“Our Dependence upon a Bounded and Wounded Earth”

“We must move in a common effort of many nations to reclaim the seas, to monitor regional and global pollution and inadvertent weather modification from all sources,...to develop our understanding of the ethical foundation of environmental choices, and to take other measures that fully recognize the extent of our dependence upon a bounded and wounded earth.”
Sargent Shriver | Novosibirsk, USSR | April 4, 1975

Our Quote of the Week reminds us of the responsibility we all have in protecting the Earth. And by highlighting a need for a common effort, the quote underlines our connection to each other, as well.

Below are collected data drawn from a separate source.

//! Raft consensus node for the master cluster
//!
//! All election, term and log state sits in one `Mutex<RaftCore>` which is
//! never held across an `.await`. Two background tasks drive the node:
//! - the timer loop sends heartbeats as leader and starts elections
//!   when a promotable follower stops hearing from one
//! - the apply loop feeds committed entries, in order, to the topology
//!   state machine and publishes each applied state on a `watch` channel
//!
//! Outbound RPCs run as short-lived tasks, at most one in flight per peer.

use crate::common::raft::{
    AppendRequest, AppendResponse, JoinRequest, JoinResponse, LogEntry, PeerRecord, Snapshot,
    SnapshotRequest, SnapshotResponse, VoteRequest, VoteResponse,
};
use crate::common::{connection_string, normalize_address, Error, RaftOptions, Result, METRICS};
use crate::coordinator::peers::PersistedConfig;
use crate::coordinator::storage::RaftStorage;
use crate::coordinator::transport::Transport;
use crate::topology::{Command, MembershipChange, TopologyState};
use futures_util::stream::{FuturesUnordered, StreamExt};
use rand::Rng;
use serde::{Deserialize, Serialize};
use std::collections::{BTreeMap, BTreeSet};
use std::future::Future;
use std::path::Path;
use std::sync::{Arc, Mutex, MutexGuard};
use std::time::{Duration, Instant};
use tokio::sync::{oneshot, watch, Notify};
use tokio::task::JoinHandle;

/// Upper bound on entries carried by one append request
const MAX_ENTRIES_PER_APPEND: usize = 256;

/// Upper bound on entries applied between two lock acquisitions
const MAX_APPLY_BATCH: usize = 1024;

#[derive(Debug, Clone, Copy, PartialEq, Eq)]
pub enum RaftRole {
    Follower,
    Candidate,
    Leader,
}

impl std::fmt::Display for RaftRole {
    fn fmt(&self, f: &mut std::fmt::Formatter<'_>) -> std::fmt::Result {
        match self {
            RaftRole::Follower => write!(f, "follower"),
            RaftRole::Candidate => write!(f, "candidate"),
            RaftRole::Leader => write!(f, "leader"),
        }
    }
}

/// Snapshot of the node's view, served on `/cluster/status`
#[derive(Debug, Clone, PartialEq, Eq, Serialize, Deserialize)]
pub struct ClusterStatus {
    pub is_leader: bool,
    pub leader: Option<String>,
    pub peers: Vec<String>,
    pub role: String,
    pub term: u64,
    pub commit_index: u64,
}

/// Leader-side replication progress for one peer
#[derive(Debug)]
struct PeerProgress {
    connection_string: String,
    next_index: u64,
    match_index: u64,
    in_flight: bool,
}

impl PeerProgress {
    fn new(connection_string: String, next_index: u64) -> Self {
        Self {
            connection_string,
            next_index,
            match_index: 0,
            in_flight: false,
        }
    }
}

In 1975, Sargent Shriver gave this address, Toward an International Ethic of Science, at a scientific conference in Novosibirsk, Russia. At the beginning of the speech, Shriver acknowledges the political tensions between the United States and the then-Soviet Union, and emphasizes that the two countries must go beyond the easing of tensions (“détente”) to a more peaceful and collaborative state of what he refers to “common existence":

“I believe that history calls us both to a destiny beyond détente, beyond peaceful coexistence, into a new era which might be best described as an era of ‘common existence.’ Common existence recognizes that even coexistence by itself is not enough – that even though there are proper areas of competition, there are inescapable and increasing imperatives of cooperation – that the Soviet Union and the United States must change with the world we inhabit – and that this world will be neither habitable nor hospitable for ourselves or for others unless we invest less in rival endeavor and more in shared enterprise.”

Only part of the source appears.